El momento de Dante

El paraguayo podría asumir el lugar de Fidel Martínez ante Chiapas, pero su presente desalienta; registra casi un año sin marcar gol y más de ocho meses sin completar 90 minutos

Dante López, delantero de Pumas
Dante López, delantero de Pumas (Mexsport)

Ciudad de México

Hay jugadores que viven de revanchas, que esperan oportunidades que parecen difíciles de llegar y de ahí se afianzan para tomar un camino ascendente dentro de una rutina que no incluye demasiadas satisfacciones.

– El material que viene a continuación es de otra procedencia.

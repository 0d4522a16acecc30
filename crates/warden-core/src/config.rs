//! Config - スケジューラ設定
//!
//! # 読み込み順
//! 1. JSON（文字列またはファイル）。省略したキーはデフォルト値
//! 2. 環境変数で上書き（`WARDEN_FRAME_INTERVAL_MS`, `WARDEN_MIN_INTERVAL_MS`）
//! 3. `validate()` で 0 を弾く

use std::path::Path;
use std::time::Duration;

use serde::{Deserialize, Serialize};

pub const ENV_FRAME_INTERVAL_MS: &str = "WARDEN_FRAME_INTERVAL_MS";
pub const ENV_MIN_INTERVAL_MS: &str = "WARDEN_MIN_INTERVAL_MS";

/// スケジューラに渡す間隔の下限（未検証の設定でも 0 にはしない）
const FLOOR_INTERVAL: Duration = Duration::from_millis(1);

/// ConfigError は設定読み込み時のエラー
#[derive(Debug, thiserror::Error)]
pub enum ConfigError {
    #[error("failed to read config file {path}: {source}")]
    Io {
        path: String,
        #[source]
        source: std::io::Error,
    },

    #[error("invalid config json: {0}")]
    Json(#[from] serde_json::Error),

    #[error("invalid value for {key}: {value:?}")]
    InvalidEnv { key: &'static str, value: String },

    #[error("frame_interval_ms must be greater than zero")]
    ZeroFrameInterval,

    #[error("min_interval_ms must be greater than zero")]
    ZeroMinInterval,
}

/// SchedulerConfig はスケジューラ実装の共通設定
#[derive(Debug, Clone, PartialEq, Eq, Serialize, Deserialize)]
#[serde(default)]
pub struct SchedulerConfig {
    /// frame_sync コールバックの間隔（約 60fps）
    pub frame_interval_ms: u64,
    /// repeating の最小間隔（0 間隔の無限ループ防止）
    pub min_interval_ms: u64,
}

impl Default for SchedulerConfig {
    fn default() -> Self {
        Self {
            frame_interval_ms: 16,
            min_interval_ms: 1,
        }
    }
}

impl SchedulerConfig {
    pub fn from_json_str(json: &str) -> Result<Self, ConfigError> {
        let config: Self = serde_json::from_str(json)?;
        config.validate()?;
        Ok(config)
    }

    pub fn from_path(path: impl AsRef<Path>) -> Result<Self, ConfigError> {
        let path = path.as_ref();
        let json = std::fs::read_to_string(path).map_err(|source| ConfigError::Io {
            path: path.display().to_string(),
            source,
        })?;
        Self::from_json_str(&json)
    }

    /// プロセスの環境変数で上書き
    pub fn with_env_overrides(self) -> Result<Self, ConfigError> {
        self.with_overrides(|key| std::env::var(key).ok())
    }

    /// `lookup` で見つかったキーだけ上書きする
    pub fn with_overrides<F>(mut self, lookup: F) -> Result<Self, ConfigError>
    where
        F: Fn(&str) -> Option<String>,
    {
        if let Some(ms) = parse_ms(&lookup, ENV_FRAME_INTERVAL_MS)? {
            self.frame_interval_ms = ms;
        }
        if let Some(ms) = parse_ms(&lookup, ENV_MIN_INTERVAL_MS)? {
            self.min_interval_ms = ms;
        }
        self.validate()?;
        Ok(self)
    }

    pub fn validate(&self) -> Result<(), ConfigError> {
        if self.frame_interval_ms == 0 {
            return Err(ConfigError::ZeroFrameInterval);
        }
        if self.min_interval_ms == 0 {
            return Err(ConfigError::ZeroMinInterval);
        }
        Ok(())
    }

    /// 0 は `FLOOR_INTERVAL` に切り上げる
    pub fn frame_interval(&self) -> Duration {
        Duration::from_millis(self.frame_interval_ms).max(FLOOR_INTERVAL)
    }

    /// 0 は `FLOOR_INTERVAL` に切り上げる
    pub fn min_interval(&self) -> Duration {
        Duration::from_millis(self.min_interval_ms).max(FLOOR_INTERVAL)
    }
}

fn parse_ms<F>(lookup: &F, key: &'static str) -> Result<Option<u64>, ConfigError>
where
    F: Fn(&str) -> Option<String>,
{
    let Some(value) = lookup(key) else {
        return Ok(None);
    };
    value
        .trim()
        .parse::<u64>()
        .map(Some)
        .map_err(|_| ConfigError::InvalidEnv { key, value })
}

Este domingo, en la cancha del estadio Olímpico Universitario, Dante López tendrá la oportunidad de de revertir una seguidilla de meses dentro de la penumbra.

El paraguayo se perfila para suplir a Fidel Martínez, quien cumplirá con un juego de suspensión ante los Jaguares de Chiapas. El delantero guaraní es un recambio recurrente en los encuentro de Universidad, con los años, su categoría ha perdido lustre de antaño y ahora sus actuaciones se limitan para cumplir con una labor de refresco sobre el campo.

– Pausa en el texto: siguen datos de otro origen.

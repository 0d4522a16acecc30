//! Ports - 抽象化レイヤー
//!
//! tracker の外側にある実行基盤へのインターフェースを定義します。
//! タイマーやフレームコールバックの実体は外部から与えられる前提です。

pub mod scheduler;

pub use self::scheduler::{Callback, Scheduler};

Dante, de todas las confianzas de Memo Vázquez, suma cantidades mínimas de minutos sobre la cancha, en comparación de la titularidad e importancia que poseía en el pasado, incluso, fue pieza fundamental en títulos conquistados.

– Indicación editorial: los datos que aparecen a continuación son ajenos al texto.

impl Router {
    pub fn new(
        api: JamendoApi,
        settings: Settings,
        history: HistoryManager,
        downloads: DownloadsManager,
    ) -> Self {
        Self {
            api,
            settings,
            history,
            downloads,
            temp_dir: config::data_dir().join("tmp"),
            reporter_factory: None,
            cancel: CancelToken::new(),
        }
    }

    /// Directory where downloads are staged before they are moved.
    pub fn with_temp_dir(mut self, temp_dir: PathBuf) -> Self {
        self.temp_dir = temp_dir;
        self
    }

    /// Supplies a progress reporter for every download when progress is enabled.
    pub fn with_progress<F>(mut self, factory: F) -> Self
    where
        F: Fn() -> Box<dyn ProgressReporter> + 'static,
    {
        self.reporter_factory = Some(Box::new(factory));
        self
    }

    /// Shares `cancel` with every download started by this router.
    pub fn with_cancel_token(mut self, cancel: CancelToken) -> Self {
        self.cancel = cancel;
        self
    }

    /// Token that cancels the running download when triggered.
    pub fn cancel_token(&self) -> CancelToken {
        self.cancel.clone()
    }

    pub fn history(&self) -> &HistoryManager {
        &self.history
    }

    pub fn downloads(&self) -> &DownloadsManager {
        &self.downloads
    }

    /// Parses `url` and dispatches it.
    pub fn open(&mut self, url: &str) -> Result<Response, RouterError> {
        let target: NavigationTarget = url.parse()?;
        self.dispatch(&target)
    }

    pub fn dispatch(&mut self, target: &NavigationTarget) -> Result<Response, RouterError> {
        debug!("dispatching {}", target);

        match target.endpoint {
            Endpoint::Root => Ok(self.menu(
                target,
                vec![
                    listing::menu_item("Browse", Endpoint::BrowseRoot),
                    listing::menu_item("Search", Endpoint::SearchRoot),
                    listing::menu_item("Radios", Endpoint::ShowRadios),
                    listing::menu_item("History", Endpoint::ShowHistory),
                    listing::menu_item("Downloads", Endpoint::ShowDownloads),
                ],
            )),
            Endpoint::BrowseRoot => Ok(self.menu(
                target,
                vec![
                    listing::menu_item("Tracks", Endpoint::ShowTracks),
                    listing::menu_item("Albums", Endpoint::ShowAlbums),
                    listing::menu_item("Artists", Endpoint::ShowArtists),
                    listing::menu_item("Playlists", Endpoint::ShowPlaylists),
                ],
            )),
            Endpoint::SearchRoot => Ok(self.menu(
                target,
                vec![
                    listing::menu_item("Search tracks", Endpoint::SearchTracks),
                    listing::menu_item("Search albums", Endpoint::SearchAlbums),
                    listing::menu_item("Search artists", Endpoint::SearchArtists),
                    listing::menu_item("Search playlists", Endpoint::SearchPlaylists),
                ],
            )),
            Endpoint::ShowAlbums => self.show_albums(target),
            Endpoint::SearchAlbums => self.search(target, "Search albums", |api, query, page| {
                let albums = api.list_albums(page, None, None, Some(query))?;
                Ok((ContentKind::Albums, albums.len(), listing::format_albums(&albums)))
            }),
            Endpoint::ShowAlbumsByArtist => {
                let artist_id = target.require("artist_id")?;
                let albums = self.api.list_albums(target.page(), Some(artist_id), None, None)?;
                let entries = listing::format_albums(&albums);
                Ok(self.paginated(target, ContentKind::Albums, entries, albums.len()))
            }
            Endpoint::ShowPlaylists => {
                let playlists = self.api.list_playlists(target.page(), None)?;
                let entries = listing::format_playlists(&playlists);
                Ok(self.paginated(target, ContentKind::Music, entries, playlists.len()))
            }
            Endpoint::SearchPlaylists => {
                self.search(target, "Search playlists", |api, query, page| {
                    let playlists = api.list_playlists(page, Some(query))?;
                    Ok((
                        ContentKind::Music,
                        playlists.len(),
                        listing::format_playlists(&playlists),
                    ))
                })
            }
            Endpoint::ShowArtists => self.show_artists(target),
            Endpoint::SearchArtists => self.search(target, "Search artists", |api, query, page| {
                let artists = api.list_artists(page, None, Some(query))?;
                Ok((ContentKind::Artists, artists.len(), listing::format_artists(&artists)))
            }),
            Endpoint::ShowRadios => {
                let radios = self.api.list_radios(target.page())?;
                let entries = listing::format_radios(&radios);
                Ok(self.paginated(target, ContentKind::Music, entries, radios.len()))
            }
            Endpoint::ShowTracks => self.show_tracks(target),
            Endpoint::SearchTracks => self.search(target, "Search tracks", |api, query, page| {
                let tracks = api.search_tracks(query, page)?;
                Ok((ContentKind::Songs, tracks.len(), listing::format_tracks(&tracks)))
            }),
            Endpoint::ShowTracksInAlbum => {
                let mut filter = Params::new();
                filter.insert("album_id".to_string(), target.require("album_id")?.to_string());
                let tracks = self.api.list_tracks(target.page(), None, Some(&filter))?;
                let entries = listing::format_tracks(&tracks);
                Ok(self.paginated(target, ContentKind::Songs, entries, tracks.len()))
            }
            Endpoint::ShowTracksInPlaylist => {
                let playlist_id = target.require("playlist_id")?;
                let (playlist, tracks) = self.api.get_playlist_with_tracks(playlist_id)?;
                let entries = listing::format_playlist_tracks(&playlist, &tracks);
                Ok(self.paginated(target, ContentKind::Songs, entries, tracks.len()))
            }
            Endpoint::ShowSimilarTracks => {
                let track_id = target.require("track_id")?;
                let tracks = self.api.list_similar_tracks(track_id, target.page())?;
                let entries = listing::format_tracks(&tracks);
                Ok(self.paginated(target, ContentKind::Songs, entries, tracks.len()))
            }
            Endpoint::ShowSortMethods => {
                let entries = listing::format_sort_methods(target);
                let mut listing = Listing::new(ContentKind::Menu, entries);
                listing.update_listing = true;
                Ok(Response::Listing(listing))
            }
            Endpoint::ShowHistory => self.show_history(target),
            Endpoint::ShowDownloads => {
                let entries = listing::format_downloads(&self.downloads.all());
                Ok(self.finish(target, ContentKind::Songs, entries))
            }
            Endpoint::PlayTrack => {
                let track_id = target.require("track_id")?;
                let stream_url = self
                    .api
                    .resolve_track_stream_url(track_id, self.settings.audio_format)?;
                self.remember_played(track_id);
                Ok(Response::Resolved(stream_url))
            }
            Endpoint::PlayRadio => {
                let radio_id = target.require("radio_id")?;
                match self.api.resolve_radio_stream_url(radio_id)? {
                    Some(stream_url) => Ok(Response::Resolved(stream_url)),
                    None => Err(RouterError::NotFound(format!("stream of radio {}", radio_id))),
                }
            }
            Endpoint::PlayDownloaded => {
                let track_id = target.require("track_id")?.to_string();
                let path = match self.downloads.get(&track_id) {
                    Some(download) => download.path.display().to_string(),
                    None => return Err(RouterError::NotFound(format!("download of track {}", track_id))),
                };
                self.remember_played(&track_id);
                Ok(Response::Resolved(path))
            }
            Endpoint::DownloadTrack => {
                let track_id = target.require("track_id")?.to_string();
                self.download_track(&track_id).map(Response::Download)
            }
            Endpoint::OpenSettings => Ok(Response::Settings),
        }
    }

    fn show_albums(&self, target: &NavigationTarget) -> Result<Response, RouterError> {
        let albums = self
            .api
            .list_albums(target.page(), None, target.param("sort_method"), None)?;
        let mut entries = listing::format_albums(&albums);
        entries.push(listing::sort_method_switcher_item(target, EntityKind::Album));
        Ok(self.paginated(target, ContentKind::Albums, entries, albums.len()))
    }

    fn show_artists(&self, target: &NavigationTarget) -> Result<Response, RouterError> {
        let artists = self
            .api
            .list_artists(target.page(), target.param("sort_method"), None)?;
        let mut entries = listing::format_artists(&artists);
        entries.push(listing::sort_method_switcher_item(target, EntityKind::Artist));
        Ok(self.paginated(target, ContentKind::Artists, entries, artists.len()))
    }

    fn show_tracks(&self, target: &NavigationTarget) -> Result<Response, RouterError> {
        let sort_method = target.param("sort_method").unwrap_or(DEFAULT_TRACK_SORT);
        let tracks = self.api.list_tracks(target.page(), Some(sort_method), None)?;
        let mut entries = listing::format_tracks(&tracks);
        entries.push(listing::sort_method_switcher_item(target, EntityKind::Track));
        Ok(self.paginated(target, ContentKind::Songs, entries, tracks.len()))
    }

    fn show_history(&self, target: &NavigationTarget) -> Result<Response, RouterError> {
        if self.history.is_empty() {
            return Ok(self.finish(target, ContentKind::Songs, Vec::new()));
        }

        let ids = self.history.track_ids();
        let mut filter = Params::new();
        filter.insert("id".to_string(), ids.join("+"));
        filter.insert("limit".to_string(), HISTORY_LIMIT.to_string());
        filter.insert("offset".to_string(), "0".to_string());

        let mut tracks = self.api.list_tracks(1, None, Some(&filter))?;
        // most recently played first
        tracks.sort_by_key(|track| {
            std::cmp::Reverse(ids.iter().position(|id| *id == track.id).unwrap_or(0))
        });

        let entries = listing::format_tracks(&tracks);
        Ok(self.finish(target, ContentKind::Songs, entries))
    }

    /// Runs a search handler, or asks for the search terms first.
    fn search<F>(
        &self,
        target: &NavigationTarget,
        heading: &str,
        handler: F,
    ) -> Result<Response, RouterError>
    where
        F: Fn(&JamendoApi, &str, u32) -> Result<(ContentKind, usize, Vec<ListingEntry>), JamendoError>,
    {
        let Some(query) = target.param("query") else {
            return Ok(Response::Input {
                heading: heading.to_string(),
                target: target.clone(),
            });
        };

        let (content, results_len, entries) = handler(&self.api, query, target.page())?;
        Ok(self.paginated(target, content, entries, results_len))
    }

    /// Resolves, downloads and indexes a track (plus its cover when enabled).
    pub fn download_track(&mut self, track_id: &str) -> Result<DownloadReport, RouterError> {
        let mut filter = Params::new();
        filter.insert("id".to_string(), track_id.to_string());
        let track = self
            .api
            .list_tracks(1, None, Some(&filter))?
            .into_iter()
            .next()
            .ok_or_else(|| RouterError::NotFound(format!("track {}", track_id)))?;

        let audio_format = self.settings.audio_format;
        let stream_url = self.api.resolve_track_stream_url(&track.id, audio_format)?;

        let base_name = utils::sanitize_filename(&format!("{} - {}", track.artist_name, track.name));
        let mut items = vec![DownloadItem::new(
            &stream_url,
            &format!("{}.{}", base_name, audio_format.extension()),
        )];
        if self.settings.download_cover {
            if let Some(cover_url) = utils::image_url(&track.album_image) {
                let cover_name =
                    utils::sanitize_filename(&format!("{} - {}", track.artist_name, track.album_name));
                items.push(DownloadItem::new(&cover_url, &format!("{}.jpg", cover_name)));
            }
        }

        let mut downloader =
            Downloader::new(self.settings.download_path.clone(), self.temp_dir.clone())?
                .with_cancel_token(self.cancel.clone());
        if self.settings.download_show_progress {
            if let Some(factory) = &self.reporter_factory {
                downloader = downloader.with_reporter(factory());
            }
        }

        let outcome = downloader.download(&items);
        if let Some(audio_path) = outcome.paths().first() {
            self.downloads.add(track.clone(), audio_path.clone());
            if let Err(e) = self.downloads.persist() {
                warning!("Cannot persist downloaded tracks. Err: {}", e);
            }
        }

        Ok(DownloadReport { track, outcome })
    }

    fn remember_played(&mut self, track_id: &str) {
        self.history.add(track_id);
        if let Err(e) = self.history.persist() {
            warning!("Cannot persist play history. Err: {}", e);
        }
    }

    fn menu(&self, target: &NavigationTarget, entries: Vec<ListingEntry>) -> Response {
        let mut listing = Listing::new(ContentKind::Menu, entries);
        listing.update_listing = target.is_update();
        Response::Listing(listing)
    }

    fn paginated(
        &self,
        target: &NavigationTarget,
        content: ContentKind,
        mut entries: Vec<ListingEntry>,
        results_len: usize,
    ) -> Response {
        entries.extend(listing::pagination_items(
            target,
            results_len,
            self.api.current_limit(),
        ));
        self.finish(target, content, entries)
    }

    fn finish(&self, target: &NavigationTarget, content: ContentKind, entries: Vec<ListingEntry>) -> Response {
        let mut listing = Listing::new(content, entries);
        listing.update_listing = target.is_update();
        if self.settings.force_viewmode {
            listing.view_mode = Some(ViewMode::Thumbnail);
        }
        Response::Listing(listing)
    }
}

Hoy, el paraguayo suma 144 minutos repartidos en 12 encuentros, en todos, partiendo desde el banquillo de suplentes. Su último duelo como titular lo disputó frente a los ya descendidos Leones Negros, en el pasado mes de abril y abandonó la cancha al 54', dejando su lugar a Jesús Gallardo un canterano del club.

Desde febrero no registra los 90 minutos sobre el terreno de juego en actividad de Liga y peor aún, desde noviembre del 2014 no se hace presente en el marcador.

Si bien un delantero vive de la cuota que puede marcar en el arco enemigo, lo de DL9 es para destacar: ha suplido su mala fortuna con desgaste, esfuerzos y tratando de cumplir, incluso, con funciones defensiva; en la actualidad, con el ataque de Pumas en impecable forma (30 dianas en 13 encuentros), se le abre la posibilidad de iniciar de nueva cuenta y marcar su territorio con lo que desde hace mucho no consigue.

EL CALVARIO

A sus 32 años, pocos son los que no reconocen el sacrificio con el que el guaraní se empela en la cancha, pero las estadísticas reflejan sus carencias: en los más recientes mil 31 minutos, Dante solo completa un pase para gol como su aproximación más efectiva dentro de sus funciones primarias.

Son 23 partidos sin festejo colectivo, 23 compromisos en los que el sudamericano ha salido del campo con la cabeza baja, más allá del resultado final. Y para mayor presión al periplo que ha tenido que librar el ariete, tendrá que llenar los zapatos del recién llegado Fidel, que, contrario a su personalidad, se ha ganado a la afición por la desfachatez con la que se conduce y encara cada pelota.